_RECORDS FOR THIS TASK_:

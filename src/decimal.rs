use rust_decimal::{Decimal, RoundingStrategy};
use serde::{Deserialize, Serialize};
use std::fmt;
use std::iter::Sum;
use std::ops::{Add, AddAssign, Div, Mul, Sub, SubAssign};
use std::str::FromStr;

/// currency scale used for every stored amount
pub const MONEY_DP: u32 = 2;

/// round a decimal to cents, half-up (midpoint away from zero)
pub fn round2(d: Decimal) -> Decimal {
    d.round_dp_with_strategy(MONEY_DP, RoundingStrategy::MidpointAwayFromZero)
}

/// Money type with cent precision and half-up rounding
#[derive(Debug, Clone, Copy, PartialEq, Eq, PartialOrd, Ord, Hash, Serialize, Deserialize, Default)]
pub struct Money(Decimal);

impl Money {
    pub const ZERO: Money = Money(Decimal::ZERO);
    pub const ONE: Money = Money(Decimal::ONE);
    pub const CENT: Money = Money(Decimal::from_parts(1, 0, 0, false, 2));

    /// create from decimal, rounding half-up to cents
    pub fn from_decimal(d: Decimal) -> Self {
        Money(round2(d))
    }

    /// create from string with exact parsing
    pub fn from_str_exact(s: &str) -> Result<Self, rust_decimal::Error> {
        Ok(Money(round2(Decimal::from_str(s)?)))
    }

    /// create from whole currency units
    pub fn from_major(amount: i64) -> Self {
        Money(Decimal::from(amount))
    }

    /// create from cents
    pub fn from_minor(cents: i64) -> Self {
        Money(Decimal::new(cents, MONEY_DP))
    }

    pub fn as_decimal(&self) -> Decimal {
        self.0
    }

    pub fn is_zero(&self) -> bool {
        self.0.is_zero()
    }

    /// strictly greater than zero
    pub fn is_positive(&self) -> bool {
        self.0 > Decimal::ZERO
    }

    pub fn is_negative(&self) -> bool {
        self.0 < Decimal::ZERO
    }

    pub fn abs(&self) -> Self {
        Money(self.0.abs())
    }

    pub fn min(self, other: Self) -> Self {
        Money(self.0.min(other.0))
    }

    pub fn max(self, other: Self) -> Self {
        Money(self.0.max(other.0))
    }

    /// subtraction that refuses to go below zero
    pub fn checked_sub(self, other: Self) -> Option<Self> {
        if other > self {
            None
        } else {
            Some(self - other)
        }
    }

    /// percentage of this amount (e.g. 30 for 30%), rounded half-up to cents
    pub fn percentage(&self, percent: Decimal) -> Self {
        Money::from_decimal(self.0 * percent / Decimal::from(100))
    }

    /// simple interest for `days` at an annual rate over a `year_basis`-day year
    pub fn simple_interest(&self, annual_rate: Rate, days: u32, year_basis: u32) -> Self {
        if year_basis == 0 {
            return Money::ZERO;
        }
        let interest = self.0 * annual_rate.as_decimal() * Decimal::from(days)
            / Decimal::from(year_basis);
        Money::from_decimal(interest)
    }

    /// split into `parts` equal cent amounts; the last part absorbs the
    /// rounding remainder so the parts always sum to `self`
    pub fn split_even(&self, parts: u32) -> Vec<Money> {
        if parts == 0 {
            return Vec::new();
        }
        let count = Decimal::from(parts);
        let leading = Decimal::from(parts - 1);

        let mut share = round2(self.0 / count);
        if share * leading > self.0 {
            // half-up overshoot on tiny amounts; fall back to truncation
            share = (self.0 / count).round_dp_with_strategy(MONEY_DP, RoundingStrategy::ToZero);
        }

        let mut shares = vec![Money(share); (parts - 1) as usize];
        shares.push(Money(self.0 - share * leading));
        shares
    }
}

impl fmt::Display for Money {
    fn fmt(&self, f: &mut fmt::Formatter<'_>) -> fmt::Result {
        write!(f, "{:.2}", self.0)
    }
}

impl FromStr for Money {
    type Err = rust_decimal::Error;

    fn from_str(s: &str) -> Result<Self, Self::Err> {
        Money::from_str_exact(s)
    }
}

impl From<Decimal> for Money {
    fn from(d: Decimal) -> Self {
        Money::from_decimal(d)
    }
}

impl From<i32> for Money {
    fn from(i: i32) -> Self {
        Money::from_major(i as i64)
    }
}

impl From<u32> for Money {
    fn from(i: u32) -> Self {
        Money::from_major(i as i64)
    }
}

impl Add for Money {
    type Output = Money;

    fn add(self, other: Money) -> Money {
        Money(round2(self.0 + other.0))
    }
}

impl AddAssign for Money {
    fn add_assign(&mut self, other: Money) {
        self.0 = round2(self.0 + other.0);
    }
}

impl Sub for Money {
    type Output = Money;

    fn sub(self, other: Money) -> Money {
        Money(round2(self.0 - other.0))
    }
}

impl SubAssign for Money {
    fn sub_assign(&mut self, other: Money) {
        self.0 = round2(self.0 - other.0);
    }
}

impl Mul<Decimal> for Money {
    type Output = Money;

    fn mul(self, other: Decimal) -> Money {
        Money(round2(self.0 * other))
    }
}

impl Div<Decimal> for Money {
    type Output = Money;

    fn div(self, other: Decimal) -> Money {
        Money(round2(self.0 / other))
    }
}

impl Sum for Money {
    fn sum<I: Iterator<Item = Money>>(iter: I) -> Money {
        iter.fold(Money::ZERO, |acc, m| acc + m)
    }
}

/// rate type for interest rates and ratios
#[derive(Debug, Clone, Copy, PartialEq, Eq, PartialOrd, Ord, Serialize, Deserialize, Default)]
pub struct Rate(Decimal);

impl Rate {
    pub const ZERO: Rate = Rate(Decimal::ZERO);

    /// create from decimal (e.g., 0.07 for 7%)
    pub fn from_decimal(d: Decimal) -> Self {
        Rate(d)
    }

    /// create from whole percentage (e.g., 7 for 7%)
    pub fn from_percentage(p: u32) -> Self {
        Rate(Decimal::from(p) / Decimal::from(100))
    }

    /// create from a fractional percentage (e.g., 5.5 for 5.5%)
    pub fn from_percentage_decimal(p: Decimal) -> Self {
        Rate(p / Decimal::from(100))
    }

    /// create from basis points (e.g., 700 for 7%)
    pub fn from_bps(bps: u32) -> Self {
        Rate(Decimal::from(bps) / Decimal::from(10000))
    }

    pub fn as_decimal(&self) -> Decimal {
        self.0
    }

    pub fn as_percentage(&self) -> Decimal {
        self.0 * Decimal::from(100)
    }

    pub fn is_zero(&self) -> bool {
        self.0.is_zero()
    }

    pub fn is_negative(&self) -> bool {
        self.0 < Decimal::ZERO
    }

    /// monthly rate from annual rate
    pub fn monthly_rate(&self) -> Rate {
        Rate(self.0 / Decimal::from(12))
    }
}

impl fmt::Display for Rate {
    fn fmt(&self, f: &mut fmt::Formatter<'_>) -> fmt::Result {
        write!(f, "{}%", self.as_percentage().normalize())
    }
}

impl From<Decimal> for Rate {
    fn from(d: Decimal) -> Self {
        Rate::from_decimal(d)
    }
}

#[cfg(test)]
mod tests {
    use super::*;
    use rust_decimal_macros::dec;

    #[test]
    fn test_half_up_rounding() {
        // banker's rounding would give 0.12 here
        assert_eq!(Money::from_decimal(dec!(0.125)), Money::from_minor(13));
        assert_eq!(Money::from_decimal(dec!(2916.665)), Money::from_str_exact("2916.67").unwrap());
        assert_eq!(Money::from_decimal(dec!(-0.125)), Money::from_minor(-13));
    }

    #[test]
    fn test_display_always_two_places() {
        assert_eq!(Money::from_major(30_000).to_string(), "30000.00");
        assert_eq!(Money::from_minor(5).to_string(), "0.05");
    }

    #[test]
    fn test_percentage() {
        let price = Money::from_major(100_000);
        assert_eq!(price.percentage(dec!(30)), Money::from_major(30_000));

        let odd = Money::from_str_exact("123456.78").unwrap();
        assert_eq!(odd.percentage(dec!(15)), Money::from_str_exact("18518.52").unwrap());
    }

    #[test]
    fn test_split_even_absorbs_remainder_last() {
        let remaining = Money::from_major(70_000);
        let parts = remaining.split_even(24);

        assert_eq!(parts.len(), 24);
        let installment = Money::from_str_exact("2916.67").unwrap();
        for part in &parts[..23] {
            assert_eq!(*part, installment);
        }
        assert_eq!(parts[23], Money::from_str_exact("2916.59").unwrap());
        assert_eq!(parts.iter().copied().sum::<Money>(), remaining);
    }

    #[test]
    fn test_split_even_tiny_amount_never_negative() {
        let parts = Money::from_minor(5).split_even(10);
        assert!(parts.iter().all(|p| !p.is_negative()));
        assert_eq!(parts.iter().copied().sum::<Money>(), Money::from_minor(5));
    }

    #[test]
    fn test_simple_interest() {
        let balance = Money::from_major(10_000);
        let interest = balance.simple_interest(Rate::from_percentage(7), 30, 365);
        assert_eq!(interest, Money::from_str_exact("57.53").unwrap());
    }

    #[test]
    fn test_checked_sub() {
        let a = Money::from_major(10);
        assert_eq!(a.checked_sub(Money::from_major(4)), Some(Money::from_major(6)));
        assert_eq!(a.checked_sub(Money::from_major(11)), None);
    }

    #[test]
    fn test_rate_conversions() {
        assert_eq!(Rate::from_bps(700), Rate::from_percentage(7));
        assert_eq!(Rate::from_percentage_decimal(dec!(5.5)).as_decimal(), dec!(0.055));
        assert_eq!(Rate::from_percentage(7).to_string(), "7%");
    }
}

_TASK TO CARRY OUT_: From the records above, print only the lines between the one holding "use rust_decimal_macros::dec;" and the one holding "let balance = Money::from_major(10_000);", inclusive, exactly as they stand.

_THE COMPLETED TASK_:
    use rust_decimal_macros::dec;

    #[test]
    fn test_half_up_rounding() {
        // banker's rounding would give 0.12 here
        assert_eq!(Money::from_decimal(dec!(0.125)), Money::from_minor(13));
        assert_eq!(Money::from_decimal(dec!(2916.665)), Money::from_str_exact("2916.67").unwrap());
        assert_eq!(Money::from_decimal(dec!(-0.125)), Money::from_minor(-13));
    }

    #[test]
    fn test_display_always_two_places() {
        assert_eq!(Money::from_major(30_000).to_string(), "30000.00");
        assert_eq!(Money::from_minor(5).to_string(), "0.05");
    }

    #[test]
    fn test_percentage() {
        let price = Money::from_major(100_000);
        assert_eq!(price.percentage(dec!(30)), Money::from_major(30_000));

        let odd = Money::from_str_exact("123456.78").unwrap();
        assert_eq!(odd.percentage(dec!(15)), Money::from_str_exact("18518.52").unwrap());
    }

    #[test]
    fn test_split_even_absorbs_remainder_last() {
        let remaining = Money::from_major(70_000);
        let parts = remaining.split_even(24);

        assert_eq!(parts.len(), 24);
        let installment = Money::from_str_exact("2916.67").unwrap();
        for part in &parts[..23] {
            assert_eq!(*part, installment);
        }
        assert_eq!(parts[23], Money::from_str_exact("2916.59").unwrap());
        assert_eq!(parts.iter().copied().sum::<Money>(), remaining);
    }

    #[test]
    fn test_split_even_tiny_amount_never_negative() {
        let parts = Money::from_minor(5).split_even(10);
        assert!(parts.iter().all(|p| !p.is_negative()));
        assert_eq!(parts.iter().copied().sum::<Money>(), Money::from_minor(5));
    }

    #[test]
    fn test_simple_interest() {
        let balance = Money::from_major(10_000);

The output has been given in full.